**Exercise details**
Look through the records below, and copy out every line that holds the string "PathBuf".

Dataset entries
————————

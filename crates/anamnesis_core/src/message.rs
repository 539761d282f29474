//! Chat message records.

use crate::Role;
use chrono::{DateTime, Utc};
use serde::{Deserialize, Serialize};
use uuid::Uuid;

/// Distinguishes the seeded summary message from ordinary chat turns.
#[derive(
    Debug,
    Clone,
    Copy,
    PartialEq,
    Eq,
    PartialOrd,
    Ord,
    Hash,
    Serialize,
    Deserialize,
    derive_more::Display,
)]
#[serde(rename_all = "lowercase")]
pub enum MessageKind {
    /// An ordinary chat turn
    #[display("chat")]
    Chat,
    /// The session summary seeded as the first assistant message
    #[display("summary")]
    Summary,
}

impl MessageKind {
    /// Parse a stored kind string. Empty maps to `Chat`, matching rows
    /// written before the kind field existed.
    pub fn parse(s: &str) -> Option<Self> {
        match s {
            "" | "chat" => Some(Self::Chat),
            "summary" => Some(Self::Summary),
            _ => None,
        }
    }
}

/// One chat turn owned by a session. Append-only, ordered by `created_at`.
#[derive(Debug, Clone, PartialEq, Serialize, Deserialize)]
pub struct ChatMessage {
    /// Unique message identifier
    pub id: Uuid,
    /// The owning session
    pub session_id: Uuid,
    /// Who authored the turn
    pub role: Role,
    /// Ordinary chat turn or seeded summary
    pub kind: MessageKind,
    /// The message text
    pub content: String,
    /// When the message was appended
    pub created_at: DateTime<Utc>,
}

impl ChatMessage {
    /// An ordinary chat turn.
    pub fn chat(session_id: Uuid, role: Role, content: impl Into<String>) -> Self {
        Self {
            id: Uuid::new_v4(),
            session_id,
            role,
            kind: MessageKind::Chat,
            content: content.into(),
            created_at: Utc::now(),
        }
    }

    /// The summary seed message for a session.
    ///
    /// Uses the deterministic id from [`summary_seed_id`] so duplicate
    /// pipeline runs collapse onto one row instead of racing a
    /// check-then-act emptiness probe.
    pub fn summary_seed(session_id: Uuid, summary: impl Into<String>) -> Self {
        Self {
            id: summary_seed_id(session_id),
            session_id,
            role: Role::Assistant,
            kind: MessageKind::Summary,
            content: summary.into(),
            created_at: Utc::now(),
        }
    }
}

/// Deterministic id for a session's summary seed message (UUIDv5 of the
/// session id). At most one seed row can exist per session.
pub fn summary_seed_id(session_id: Uuid) -> Uuid {
    Uuid::new_v5(&session_id, b"summary-seed")
}

#[cfg(test)]
mod tests {
    use super::*;

    #[test]
    fn seed_id_is_deterministic_per_session() {
        let session = Uuid::new_v4();
        assert_eq!(summary_seed_id(session), summary_seed_id(session));
        assert_ne!(summary_seed_id(session), summary_seed_id(Uuid::new_v4()));
    }

    #[test]
    fn seed_message_is_assistant_summary() {
        let session = Uuid::new_v4();
        let seed = ChatMessage::summary_seed(session, "A narrative summary.");
        assert_eq!(seed.role, Role::Assistant);
        assert_eq!(seed.kind, MessageKind::Summary);
        assert_eq!(seed.id, summary_seed_id(session));
    }

    #[test]
    fn kind_parse_accepts_legacy_empty_string() {
        assert_eq!(MessageKind::parse(""), Some(MessageKind::Chat));
        assert_eq!(MessageKind::parse("summary"), Some(MessageKind::Summary));
        assert_eq!(MessageKind::parse("unknown"), None);
    }
}
//! Request and response types for the external AI calls.

use crate::Role;
use derive_builder::Builder;
use serde::{Deserialize, Serialize};
use std::path::PathBuf;

/// One prompt message in a generation request.
#[derive(Debug, Clone, PartialEq, Serialize, Deserialize)]
pub struct ChatTurn {
    /// Who authored the turn
    pub role: Role,
    /// The turn's text
    pub content: String,
}

impl ChatTurn {
    /// Build a turn.
    pub fn new(role: Role, content: impl Into<String>) -> Self {
        Self {
            role,
            content: content.into(),
        }
    }
}

/// A text generation request.
///
/// # Examples
///
/// ```
/// use anamnesis_core::{ChatTurn, GenerateRequest, Role};
///
/// let request = GenerateRequest::builder()
///     .messages(vec![ChatTurn::new(Role::User, "Summarize this session.")])
///     .build()
///     .unwrap();
/// assert_eq!(request.messages.len(), 1);
/// ```
#[derive(Debug, Clone, PartialEq, Serialize, Deserialize, Default, Builder)]
#[builder(setter(into), default)]
pub struct GenerateRequest {
    /// The prompt messages to send
    pub messages: Vec<ChatTurn>,
    /// Maximum number of tokens to generate
    pub max_output_tokens: Option<u32>,
    /// Sampling temperature
    pub temperature: Option<f32>,
    /// Model identifier override
    pub model: Option<String>,
}

impl GenerateRequest {
    /// Start building a request.
    pub fn builder() -> GenerateRequestBuilder {
        GenerateRequestBuilder::default()
    }
}

/// The unified generation response.
#[derive(Debug, Clone, PartialEq, Serialize, Deserialize)]
pub struct GenerateResponse {
    /// Concatenated output text
    pub text: String,
}

/// A speech-to-text request over a locally materialized audio file.
#[derive(Debug, Clone, PartialEq)]
pub struct TranscriptRequest {
    /// Path to the local audio file
    pub audio_path: PathBuf,
    /// Original object name, used for the upload filename
    pub object_name: String,
    /// Spoken-language hint passed to the provider
    pub language: Option<String>,
}

impl TranscriptRequest {
    /// Build a request with no language hint.
    pub fn new(audio_path: impl Into<PathBuf>, object_name: impl Into<String>) -> Self {
        Self {
            audio_path: audio_path.into(),
            object_name: object_name.into(),
            language: None,
        }
    }
}
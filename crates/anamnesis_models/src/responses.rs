//! OpenAI Responses API client with corpus retrieval.

use crate::{
    OPENAI_API_BASE,
    dto::{ResponsesInputItem, ResponsesRequest, ResponsesResponse, ResponsesTool},
};
use anamnesis_core::{GenerateRequest, GenerateResponse};
use anamnesis_error::{AnamnesisResult, ModelsError, ModelsErrorKind};
use anamnesis_interface::NoteDriver;
use reqwest::Client;
use tracing::{debug, error, instrument};

/// OpenAI Responses API client.
///
/// When constructed with a vector-store id, every request attaches the
/// `file_search` tool over that store — the fixed reference corpus used to
/// ground summaries and answers. The corpus is read-only to this system.
#[derive(Debug, Clone)]
pub struct ResponsesClient {
    client: Client,
    api_key: String,
    base_url: String,
    model: String,
    vector_store_id: Option<String>,
}

impl ResponsesClient {
    /// Creates a new Responses client against the public OpenAI API.
    ///
    /// # Arguments
    ///
    /// * `api_key` - OpenAI API key
    /// * `model` - Model identifier (e.g. "gpt-4o-mini")
    /// * `vector_store_id` - Reference corpus to search, if any
    pub fn new(
        api_key: impl Into<String>,
        model: impl Into<String>,
        vector_store_id: Option<String>,
    ) -> Self {
        Self::with_base_url(api_key, model, vector_store_id, OPENAI_API_BASE)
    }

    /// Creates a client against an alternate base URL (proxies, test
    /// servers).
    pub fn with_base_url(
        api_key: impl Into<String>,
        model: impl Into<String>,
        vector_store_id: Option<String>,
        base_url: impl Into<String>,
    ) -> Self {
        debug!("Creating new Responses client");
        Self {
            client: Client::new(),
            api_key: api_key.into(),
            base_url: base_url.into().trim_end_matches('/').to_string(),
            model: model.into(),
            vector_store_id,
        }
    }

    /// Converts a generation request to the Responses wire format.
    fn convert_request(&self, request: &GenerateRequest) -> Result<ResponsesRequest, ModelsError> {
        if request.messages.is_empty() {
            return Err(ModelsError::new(ModelsErrorKind::RequestConversion(
                "Request must contain at least one message".to_string(),
            )));
        }

        let input = request
            .messages
            .iter()
            .map(|turn| ResponsesInputItem {
                role: turn.role.to_string(),
                content: turn.content.clone(),
            })
            .collect();

        let tools = self.vector_store_id.as_ref().map(|store| {
            vec![ResponsesTool {
                tool_type: "file_search".to_string(),
                vector_store_ids: vec![store.clone()],
            }]
        });

        Ok(ResponsesRequest {
            model: request.model.clone().unwrap_or_else(|| self.model.clone()),
            input,
            tools,
            max_output_tokens: request.max_output_tokens,
            temperature: request.temperature,
        })
    }

    /// Sends a request to the Responses API.
    #[instrument(skip(self, request), fields(model = %request.model))]
    async fn send(&self, request: &ResponsesRequest) -> Result<ResponsesResponse, ModelsError> {
        let url = format!("{}/responses", self.base_url);

        let response = self
            .client
            .post(&url)
            .bearer_auth(&self.api_key)
            .header("content-type", "application/json")
            .json(request)
            .send()
            .await
            .map_err(|e| {
                error!(error = ?e, "Failed to send request to Responses API");
                ModelsError::new(ModelsErrorKind::Http(format!("Request failed: {}", e)))
            })?;

        if !response.status().is_success() {
            let status = response.status();
            let body = response.text().await.unwrap_or_default();
            error!(status = %status, body = %body, "Responses API returned error");
            return Err(ModelsError::new(ModelsErrorKind::Api {
                status: status.as_u16(),
                message: body,
            }));
        }

        let parsed: ResponsesResponse = response.json().await.map_err(|e| {
            error!(error = ?e, "Failed to parse Responses API response");
            ModelsError::new(ModelsErrorKind::Parse(e.to_string()))
        })?;

        debug!(response_id = %parsed.id, "Received response from Responses API");
        Ok(parsed)
    }
}

#[async_trait::async_trait]
impl NoteDriver for ResponsesClient {
    #[instrument(skip(self, req), fields(provider = "openai", model = %self.model))]
    async fn generate(&self, req: &GenerateRequest) -> AnamnesisResult<GenerateResponse> {
        let wire_request = self.convert_request(req)?;
        let wire_response = self.send(&wire_request).await?;

        Ok(GenerateResponse {
            text: wire_response.output_text(),
        })
    }

    fn provider_name(&self) -> &'static str {
        "openai"
    }

    fn model_name(&self) -> &str {
        &self.model
    }
}

#[cfg(test)]
mod tests {
    use super::*;
    use anamnesis_core::{ChatTurn, Role};

    fn request() -> GenerateRequest {
        GenerateRequest::builder()
            .messages(vec![
                ChatTurn::new(Role::System, "You are assisting a therapist."),
                ChatTurn::new(Role::User, "Summarize."),
            ])
            .build()
            .unwrap()
    }

    #[test]
    fn conversion_attaches_file_search_when_corpus_configured() {
        let client = ResponsesClient::new("key", "gpt-4o-mini", Some("vs_corpus".to_string()));
        let wire = client.convert_request(&request()).unwrap();

        let tools = wire.tools.unwrap();
        assert_eq!(tools.len(), 1);
        assert_eq!(tools[0].tool_type, "file_search");
        assert_eq!(tools[0].vector_store_ids, vec!["vs_corpus".to_string()]);
    }

    #[test]
    fn conversion_omits_tools_without_corpus() {
        let client = ResponsesClient::new("key", "gpt-4o-mini", None);
        let wire = client.convert_request(&request()).unwrap();
        assert!(wire.tools.is_none());
        assert_eq!(wire.input.len(), 2);
        assert_eq!(wire.input[0].role, "system");
    }

    #[test]
    fn conversion_rejects_empty_requests() {
        let client = ResponsesClient::new("key", "gpt-4o-mini", None);
        let empty = GenerateRequest::default();
        assert!(client.convert_request(&empty).is_err());
    }
}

————————

**Result**
use std::path::PathBuf;
    pub audio_path: PathBuf,
    pub fn new(audio_path: impl Into<PathBuf>, object_name: impl Into<String>) -> Self {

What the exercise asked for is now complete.